>>>

//! Generación de código AVR.
//!
//! El árbol sintáctico se recorre una sola vez. Cada sentencia se
//! traduce a cero o más instrucciones que se emiten, idénticas, a todos
//! los backends activos por medio de [`Outputs`]. Las etiquetas
//! sintetizadas llevan el nombre del procedimiento, el sufijo de cada
//! expansión inline activa, la clase de construcción y la línea de
//! origen, como en `main_inl0@loop@12`.

use crate::{
    arch::{Instruction, LabelRef, Mnemonic, Operand},
    ast::{
        Alias, Call, DataBlock, Expr, Item, PrefixOp, Procedure, Program, Statement, SuffixOp,
        VarDecl,
    },
    device::Device,
    error::{BudgetError, Compiled, Locate, SemanticError, Warning},
    output::{Linkage, Outputs},
    source::{Located, Location},
};

use std::{collections::HashMap, rc::Rc};

macro_rules! op {
    ($context:expr, $location:expr, $mnemonic:ident $(, $operand:expr)*) => {
        $context.emit(
            $crate::arch::Mnemonic::$mnemonic,
            vec![$(::std::convert::Into::<$crate::arch::Operand>::into($operand)),*],
            $location,
        )
    };
}

mod arith;
mod assign;
mod cond;
mod data;
mod fold;
mod instr;
mod loops;
mod resolve;

use resolve::{ExternVar, Value, Variable};

/// Traduce un programa completo.
///
/// Las advertencias se devuelven aparte; cualquier error detiene la
/// compilación en la primera ocurrencia.
pub fn compile<'a>(
    program: &'a Program,
    device: &'a Device,
    outputs: &'a mut Outputs,
) -> Compiled<Vec<Located<Warning>>> {
    let mut context = Context::new(device, outputs);

    context.declare_procedures(&program.items)?;
    if let Some(vectors) = &program.vectors {
        context.vectors(vectors)?;
    }

    for item in &program.items {
        context.item(item)?;
    }

    context.reject_org()?;
    Ok(context.warnings)
}

/// Pin físico de un puerto.
#[derive(Copy, Clone, Debug, PartialEq, Eq)]
struct Pin {
    port: char,
    bit: u8,
}

struct Frame<'a> {
    procedure: &'a Procedure,
    scopes: Vec<HashMap<Rc<str>, &'a Located<Expr>>>,
}

struct Expansion<'a> {
    procedure: &'a Procedure,
    suffix: String,
}

/// Destinos de `continue` y `break` del ciclo más interno.
struct LoopLabels {
    next: Rc<str>,
    end: Rc<str>,
}

struct Context<'a> {
    device: &'a Device,
    outputs: &'a mut Outputs,
    procedures: HashMap<Rc<str>, &'a Procedure>,
    extern_procedures: HashMap<Rc<str>, &'a Procedure>,
    variables: HashMap<Rc<str>, Variable>,
    extern_vars: HashMap<Rc<str>, ExternVar>,
    pins: HashMap<Rc<str>, Pin>,
    aliases: HashMap<Rc<str>, &'a Located<Expr>>,
    frame: Option<Frame<'a>>,
    expansions: Vec<Expansion<'a>>,
    loops: Vec<LoopLabels>,
    pending_org: Option<Located<u32>>,
    ram_cursor: u32,
    instructions: usize,
    probes: usize,
    inlined: usize,
    comment: Option<Rc<str>>,
    warnings: Vec<Located<Warning>>,
}
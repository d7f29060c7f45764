//! Asignaciones compuestas: `+=`, `-=`, `&=`, `|=`, `^=`, `<<=` y `>>=`.
//!
//! Los grupos de registros se tratan como enteros sin signo de varios
//! bytes, con el byte menos significativo en el último registro. Las
//! sumas de constantes se expresan como restas del complemento a dos
//! porque AVR no tiene `addi`.

use super::{
    assign::extern_offset,
    byte, fold,
    resolve::{pair_of, unsupported, Value},
    Context,
};

use crate::{
    arch::{BytePart, Deferred, ExternRef, LabelRef, Mnemonic, Operand, Reg},
    ast::{AssignOp, BinaryOp},
    error::{Compiled, Locate, SemanticError, Warning},
    source::Location,
};

impl<'a> Context<'a> {
    pub(super) fn compound(
        &mut self,
        op: AssignOp,
        target: &Value,
        value: &Value,
        location: &Location,
    ) -> Compiled<()> {
        let value = fold::simplify(value.clone());

        match target {
            Value::Reg(reg) => self.compound_reg(op, *reg, &value, location),
            Value::Group(regs) => self.compound_group(op, regs, &value, location),
            Value::Signed(inner) => self.compound(op, inner, &value, location),
            other => Err(unsupported(other).at(location)),
        }
    }

    fn compound_reg(&mut self, op: AssignOp, reg: Reg, value: &Value, location: &Location) -> Compiled<()> {
        use AssignOp::*;

        match (op, value) {
            (Add, Value::Const(k)) => self.add_constant(reg, *k, location),
            (Sub, Value::Const(k)) => self.add_constant(reg, k.wrapping_neg(), location),
            (Add, Value::Reg(source)) => op!(self, location, Add, reg, *source),
            (Sub, Value::Reg(source)) => op!(self, location, Sub, reg, *source),
            (Add | Sub, Value::Binary(..)) => self.distribute(op, &Value::Reg(reg), value, location),

            (And, Value::Const(k)) => op!(self, location, Andi, reg, k & 0xff),
            (Or, Value::Const(k)) => op!(self, location, Ori, reg, k & 0xff),
            (And, Value::Reg(source)) => op!(self, location, And, reg, *source),
            (Or, Value::Reg(source)) => op!(self, location, Or, reg, *source),
            (Xor, Value::Reg(source)) => op!(self, location, Eor, reg, *source),

            (Shl | Shr, Value::Const(count)) => {
                let mnemonic = if op == Shl { Mnemonic::Lsl } else { Mnemonic::Lsr };
                match *count {
                    0 => {
                        self.warn(Warning::ZeroArgument, location);
                        Ok(())
                    }

                    1..=7 => (0..*count).try_for_each(|_| self.emit(mnemonic, vec![reg.into()], location)),
                    _ => Err(SemanticError::InvalidArgument.at(location)),
                }
            }

            (Shl | Shr, _) => Err(SemanticError::InvalidArgument.at(location)),
            (_, other) => Err(unsupported(other).at(location)),
        }
    }

    fn add_constant(&mut self, reg: Reg, delta: i32, location: &Location) -> Compiled<()> {
        match delta {
            0 => {
                self.warn(Warning::ZeroArgument, location);
                Ok(())
            }

            1 => op!(self, location, Inc, reg),
            -1 => op!(self, location, Dec, reg),
            -255..=255 => op!(self, location, Subi, reg, delta.wrapping_neg() & 0xff),
            _ => Err(SemanticError::ValueTooBig.at(location)),
        }
    }

    /// `x ±= a - b + c` se reparte en un paso por término.
    fn distribute(&mut self, op: AssignOp, target: &Value, value: &Value, location: &Location) -> Compiled<()> {
        let terms = fold::terms(value).ok_or_else(|| SemanticError::Unsupported.at(location))?;

        for (sign, term) in terms {
            let step = match (op, sign) {
                (AssignOp::Add, BinaryOp::Add) | (AssignOp::Sub, BinaryOp::Sub) => AssignOp::Add,
                _ => AssignOp::Sub,
            };

            self.compound(step, target, &term, location)?;
        }

        Ok(())
    }

    fn compound_group(&mut self, op: AssignOp, regs: &[Reg], value: &Value, location: &Location) -> Compiled<()> {
        use AssignOp::*;

        match (op, value) {
            (Add, Value::Const(k)) => self.add_group_constant(regs, *k, location),
            (Sub, Value::Const(k)) => self.add_group_constant(regs, k.wrapping_neg(), location),

            (Add | Sub, Value::Group(source)) => {
                if source.len() != regs.len() {
                    return Err(SemanticError::DifferentSizes.at(location));
                }

                let low_first = regs.iter().rev().zip(source.iter().rev()).enumerate();
                for (index, (&dest, &source)) in low_first {
                    let mnemonic = match (op, index) {
                        (Add, 0) => Mnemonic::Add,
                        (Add, _) => Mnemonic::Adc,
                        (_, 0) => Mnemonic::Sub,
                        (_, _) => Mnemonic::Sbc,
                    };

                    self.emit(mnemonic, vec![dest.into(), source.into()], location)?;
                }

                Ok(())
            }

            (Add | Sub, Value::Reg(_)) => Err(SemanticError::DifferentSizes.at(location)),

            (Add | Sub, value) => {
                if let Some(deferred) = self.deferred(value) {
                    return self.add_group_deferred(op, regs, deferred, location);
                }

                if let Some(reference) = extern_offset(value) {
                    return self.add_group_extern(op, regs, reference, location);
                }

                match value {
                    Value::Binary(..) => self.distribute(op, &Value::Group(regs.to_vec()), value, location),
                    other => Err(unsupported(other).at(location)),
                }
            }

            (And | Or, Value::Const(k)) => {
                let (mnemonic, identity) = match op {
                    And => (Mnemonic::Andi, 0xff),
                    _ => (Mnemonic::Ori, 0),
                };

                for (index, &reg) in regs.iter().rev().enumerate() {
                    let mask = byte(*k, index);
                    if mask != identity {
                        self.emit(mnemonic, vec![reg.into(), mask.into()], location)?;
                    }
                }

                Ok(())
            }

            (And | Or | Xor, Value::Group(source)) => {
                if source.len() != regs.len() {
                    return Err(SemanticError::DifferentSizes.at(location));
                }

                let mnemonic = match op {
                    And => Mnemonic::And,
                    Or => Mnemonic::Or,
                    _ => Mnemonic::Eor,
                };

                for (&dest, &source) in regs.iter().zip(source) {
                    self.emit(mnemonic, vec![dest.into(), source.into()], location)?;
                }

                Ok(())
            }

            (Shl | Shr, Value::Const(count)) => self.shift_group(op, regs, *count, location),
            (Shl | Shr, _) => Err(SemanticError::InvalidArgument.at(location)),
            (_, other) => Err(unsupported(other).at(location)),
        }
    }

    /// `adiw`/`sbiw` cuando el par lo admite, si no `subi` + `sbci`.
    fn add_group_constant(&mut self, regs: &[Reg], delta: i32, location: &Location) -> Compiled<()> {
        if delta == 0 {
            self.warn(Warning::ZeroArgument, location);
            return Ok(());
        }

        let word = pair_of(regs).filter(|pair| pair.is_word());
        match word {
            Some(pair) if (1..=63).contains(&delta) => op!(self, location, Adiw, pair, delta),
            Some(pair) if (-63..=-1).contains(&delta) => op!(self, location, Sbiw, pair, -delta),

            _ => {
                let amount = delta.wrapping_neg();
                for (index, &reg) in regs.iter().rev().enumerate() {
                    let mnemonic = if index == 0 { Mnemonic::Subi } else { Mnemonic::Sbci };
                    self.emit(mnemonic, vec![reg.into(), byte(amount, index).into()], location)?;
                }

                Ok(())
            }
        }
    }

    /// Suma o resta de una dirección que solo se conoce al resolver.
    fn add_group_deferred(
        &mut self,
        op: AssignOp,
        regs: &[Reg],
        deferred: Deferred,
        location: &Location,
    ) -> Compiled<()> {
        if let Ok(value) = deferred.eval(&|_: &LabelRef| None) {
            let delta = if op == AssignOp::Add { value } else { value.wrapping_neg() };
            return self.add_group_constant(regs, delta, location);
        }

        let amount = match op {
            AssignOp::Add => Deferred::Negate(Box::new(deferred)),
            _ => deferred,
        };

        for (index, &reg) in regs.iter().rev().enumerate() {
            let mnemonic = if index == 0 { Mnemonic::Subi } else { Mnemonic::Sbci };
            let part = amount.clone().byte(index as u32);
            self.emit(mnemonic, vec![reg.into(), part.into()], location)?;
        }

        Ok(())
    }

    fn add_group_extern(
        &mut self,
        op: AssignOp,
        regs: &[Reg],
        reference: ExternRef,
        location: &Location,
    ) -> Compiled<()> {
        let amount = match op {
            AssignOp::Add => reference.negate(),
            _ => reference,
        };

        match regs {
            [high, low] => {
                op!(self, location, Subi, *low, amount.clone().part(BytePart::Low))?;
                op!(self, location, Sbci, *high, amount.part(BytePart::High))
            }

            _ => Err(SemanticError::DifferentSizes.at(location)),
        }
    }

    /// `lsl` + `rol` hacia arriba, o `lsr` + `ror` hacia abajo.
    fn shift_group(&mut self, op: AssignOp, regs: &[Reg], count: i32, location: &Location) -> Compiled<()> {
        let bits = 8 * regs.len() as i32;

        match count {
            0 => {
                self.warn(Warning::ZeroArgument, location);
                return Ok(());
            }

            count if count < 0 || count >= bits => {
                return Err(SemanticError::InvalidArgument.at(location));
            }

            _ => (),
        }

        let order: Vec<Reg> = match op {
            AssignOp::Shl => regs.iter().rev().copied().collect(),
            _ => regs.to_vec(),
        };

        let (first, carry) = match op {
            AssignOp::Shl => (Mnemonic::Lsl, Mnemonic::Rol),
            _ => (Mnemonic::Lsr, Mnemonic::Ror),
        };

        for _ in 0..count {
            for (index, &reg) in order.iter().enumerate() {
                let mnemonic = if index == 0 { first } else { carry };
                self.emit(mnemonic, vec![Operand::Reg(reg)], location)?;
            }
        }

        Ok(())
    }
}
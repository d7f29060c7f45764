//! Mapa de símbolos: una línea por etiqueta, ordenadas por dirección.

use super::{Artifact, Backend, Format};
use crate::{assembler::Assembler, error::Compiled};

use std::{
    io::{self, Write},
    rc::Rc,
};

#[derive(Default)]
pub struct SymbolMap {
    assembler: Assembler,
}

impl Backend for SymbolMap {
    fn format(&self) -> Format {
        Format::Map
    }

    fn assembler(&mut self) -> &mut Assembler {
        &mut self.assembler
    }

    fn finish(self: Box<Self>) -> Compiled<Box<dyn Artifact>> {
        let listing = self.assembler.resolve(false)?;
        let symbols = listing
            .labels
            .into_iter()
            .filter(|(name, _)| !name.starts_with('?'))
            .collect();

        Ok(Box::new(MapFile { symbols }))
    }
}

pub struct MapFile {
    symbols: Vec<(Rc<str>, u32)>,
}

impl Artifact for MapFile {
    fn write(&self, output: &mut dyn Write) -> io::Result<()> {
        for (name, offset) in &self.symbols {
            writeln!(output, "{:04X}: {}", offset, name)?;
        }

        Ok(())
    }
}

#[cfg(test)]
mod tests {
    use super::*;
    use crate::{
        arch::{Instruction, Mnemonic},
        source::{Located, Location},
    };

    #[test]
    fn sorted_without_probes() {
        let here = Location::point("test.rat".into(), 1, 1);
        let mut map: Box<dyn Backend> = Box::new(SymbolMap::default());

        map.label("main".into(), &here).unwrap();
        map.label("?probe0_start".into(), &here).unwrap();

        let ret = Instruction::new(Mnemonic::Ret, vec![]).unwrap();
        map.instruction(Located::at(ret, here.clone()));
        map.label("isr".into(), &here).unwrap();
        map.org(0x100);
        map.label("boot".into(), &here).unwrap();

        let mut output = Vec::new();
        map.finish().unwrap().write(&mut output).unwrap();

        assert_eq!(
            String::from_utf8(output).unwrap(),
            "0000: main\n0002: isr\n0100: boot\n"
        );
    }
}
//! Ciclos `loop` y `do ... while`.

use super::{
    resolve::{pair_of, Value},
    Context, LoopLabels,
};

use crate::{
    arch::{LabelRef, Pair, Reg},
    ast::{AssignOp, Expr, PrefixOp, Statement},
    device::LOW_IO_END,
    error::{Compiled, Locate, SemanticError},
    source::{Located, Location},
};

use std::rc::Rc;

/// Variable de control de un ciclo con contador.
enum Counter {
    Reg(Reg),
    Pair(Pair),
    IoBit { port: u32, bit: u8, negated: bool },
}

/// Determina si un cuerpo contiene un `continue` que aplica a este ciclo.
fn continues(statements: &[Located<Statement>]) -> bool {
    statements.iter().any(|statement| match statement.val() {
        Statement::Continue => true,
        Statement::If {
            then, otherwise, ..
        } => {
            continues(std::slice::from_ref(&**then))
                || otherwise
                    .as_deref()
                    .map_or(false, |otherwise| continues(std::slice::from_ref(otherwise)))
        }

        Statement::Block(body) | Statement::SaveRegs { body, .. } => continues(body),
        _ => false,
    })
}

impl<'a> Context<'a> {
    pub(super) fn loop_statement(
        &mut self,
        condition: Option<&'a Located<Expr>>,
        body: &'a [Located<Statement>],
        location: &Location,
    ) -> Compiled<()> {
        let start = self.generated("loop", location);
        let end = self.generated("loopEnd", location);

        let condition = match condition {
            None => {
                self.define(Rc::clone(&start), location)?;
                self.loop_body(&start, &start, &end, body)?;
                op!(self, location, Rjmp, LabelRef::global(Rc::clone(&start)))?;

                return self.define(end, location);
            }

            Some(condition) => condition,
        };

        let counter = self.counter(condition)?;

        // `continue` no debe saltarse la actualización del contador
        let next = if continues(body) {
            self.generated("loopNext", location)
        } else {
            Rc::clone(&start)
        };

        self.define(Rc::clone(&start), location)?;
        self.loop_body(&next, &start, &end, body)?;

        if !Rc::ptr_eq(&next, &start) {
            self.define(next, location)?;
        }

        let start = LabelRef::global(start);
        match counter {
            Counter::Reg(reg) => {
                op!(self, location, Dec, reg)?;
                op!(self, location, Brne, start)?;
            }

            Counter::Pair(pair) => {
                op!(self, location, Sbiw, pair, 1)?;
                op!(self, location, Brne, start)?;
            }

            Counter::IoBit { port, bit, negated } => {
                let (port, bit) = (port as i32, bit as i32);
                if negated {
                    op!(self, location, Sbis, port, bit)?;
                } else {
                    op!(self, location, Sbic, port, bit)?;
                }

                op!(self, location, Rjmp, start)?;
            }
        }

        self.define(end, location)
    }

    pub(super) fn do_while(
        &mut self,
        body: &'a [Located<Statement>],
        condition: &'a Located<Expr>,
        location: &Location,
    ) -> Compiled<()> {
        let start = self.generated("do", location);
        let end = self.generated("doEnd", location);

        let next = if continues(body) {
            self.generated("doNext", location)
        } else {
            Rc::clone(&start)
        };

        self.define(Rc::clone(&start), location)?;
        self.loop_body(&next, &start, &end, body)?;

        if !Rc::ptr_eq(&next, &start) {
            self.define(next, location)?;
        }

        let condition = self.resolve(condition)?;
        let prefix = self.generated("while", location).to_string();

        self.if_goto(&condition, &LabelRef::global(start), &prefix, location)?;
        self.define(end, location)
    }

    fn loop_body(
        &mut self,
        next: &Rc<str>,
        start: &Rc<str>,
        end: &Rc<str>,
        body: &'a [Located<Statement>],
    ) -> Compiled<()> {
        log::trace!("entering loop {}", start);

        self.loops.push(LoopLabels {
            next: Rc::clone(next),
            end: Rc::clone(end),
        });

        let result = self.block(body);
        self.loops.pop();

        result
    }

    /// Inicializa y clasifica la variable de control.
    fn counter(&mut self, condition: &'a Located<Expr>) -> Compiled<Counter> {
        let location = condition.location();

        let counter = match condition.val() {
            Expr::Assign {
                op: AssignOp::Set,
                target,
                value,
            } => {
                let counter = self.resolve(target)?;
                let count = self.constant(value)?;

                let limit = match &counter {
                    Value::Reg(_) => 0x100,
                    Value::Group(regs) if word_pair(regs).is_some() => 0x1_0000,
                    _ => return Err(SemanticError::RegisterOrPairExpected.at(target.location())),
                };

                let initial = match count {
                    count if count == limit => 0,
                    count if (0..limit).contains(&count) => count,
                    _ => return Err(SemanticError::ValueTooBig.at(value.location())),
                };

                self.assign(&counter, &Value::Const(initial), location)?;
                counter
            }

            _ => self.resolve(condition)?,
        };

        match counter {
            Value::Reg(reg) => Ok(Counter::Reg(reg)),
            Value::Group(regs) => word_pair(&regs)
                .map(Counter::Pair)
                .ok_or_else(|| SemanticError::RegisterOrPairExpected.at(location)),

            Value::IoBit(port, bit) if port <= LOW_IO_END => Ok(Counter::IoBit {
                port,
                bit,
                negated: false,
            }),

            Value::Prefix(PrefixOp::Not, inner) => match *inner {
                Value::IoBit(port, bit) if port <= LOW_IO_END => Ok(Counter::IoBit {
                    port,
                    bit,
                    negated: true,
                }),

                _ => Err(SemanticError::WrongLoopSyntax.at(location)),
            },

            Value::IoBit(..) => Err(SemanticError::LowIoExpected.at(location)),
            _ => Err(SemanticError::WrongLoopSyntax.at(location)),
        }
    }
}

/// Par admitido por `sbiw`.
fn word_pair(regs: &[Reg]) -> Option<Pair> {
    pair_of(regs).filter(|pair| pair.is_word())
}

<<<

» **Description of the task**
From the material above, determine how many lines hold the string "initial"; give the number without comment.

» **Task solution**
2